*Action item*
Could you set down every entry exactly as it appears?

[Saved data entries]
- - -

use surrealdb::sql::Thing;

use crate::middleware::error::{AppError, AppResult};

pub fn get_string_thing(value: String) -> AppResult<Thing> {
    get_str_thing(&value)
}

pub fn get_str_thing(value: &str) -> AppResult<Thing> {
    Thing::try_from(value).map_err(|_| AppError::Generic {
        description: format!("error into Thing value={value}"),
    })
}
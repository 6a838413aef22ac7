use chrono::{DateTime, Utc};
use serde::{Deserialize, Serialize};
use surrealdb::sql::Thing;

use crate::middleware::utils::db_utils::ViewFieldSelector;

/// One reply as fetched for rendering. `reply_to_username` is not stored;
/// the card builder fills it in from the direct parent when that parent is
/// part of the fetched set.
#[derive(Clone, Debug, Serialize, Deserialize)]
pub struct ReplyView {
    pub id: Thing,
    pub username: String,
    pub content: String,
    #[serde(skip_serializing_if = "Option::is_none")]
    pub parent_reply: Option<Thing>,
    pub created_at: DateTime<Utc>,
    #[serde(default, skip_serializing_if = "Option::is_none")]
    pub reply_to_username: Option<String>,
}

impl ViewFieldSelector for ReplyView {
    fn get_select_query_fields() -> String {
        "id, created_by.username as username, content, parent_reply, created_at".to_string()
    }
}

- - -

*Answer*
use surrealdb::sql::Thing;

use crate::middleware::error::{AppError, AppResult};

pub fn get_string_thing(value: String) -> AppResult<Thing> {
    get_str_thing(&value)
}

pub fn get_str_thing(value: &str) -> AppResult<Thing> {
    Thing::try_from(value).map_err(|_| AppError::Generic {
        description: format!("error into Thing value={value}"),
    })
}
repository 6a838413aef22ac7
use chrono::{DateTime, Utc};
use serde::{Deserialize, Serialize};
use surrealdb::sql::Thing;

use crate::middleware::utils::db_utils::ViewFieldSelector;

/// One reply as fetched for rendering. `reply_to_username` is not stored;
/// the card builder fills it in from the direct parent when that parent is
/// part of the fetched set.
#[derive(Clone, Debug, Serialize, Deserialize)]
pub struct ReplyView {
    pub id: Thing,
    pub username: String,
    pub content: String,
    #[serde(skip_serializing_if = "Option::is_none")]
    pub parent_reply: Option<Thing>,
    pub created_at: DateTime<Utc>,
    #[serde(default, skip_serializing_if = "Option::is_none")]
    pub reply_to_username: Option<String>,
}

impl ViewFieldSelector for ReplyView {
    fn get_select_query_fields() -> String {
        "id, created_by.username as username, content, parent_reply, created_at".to_string()
    }
}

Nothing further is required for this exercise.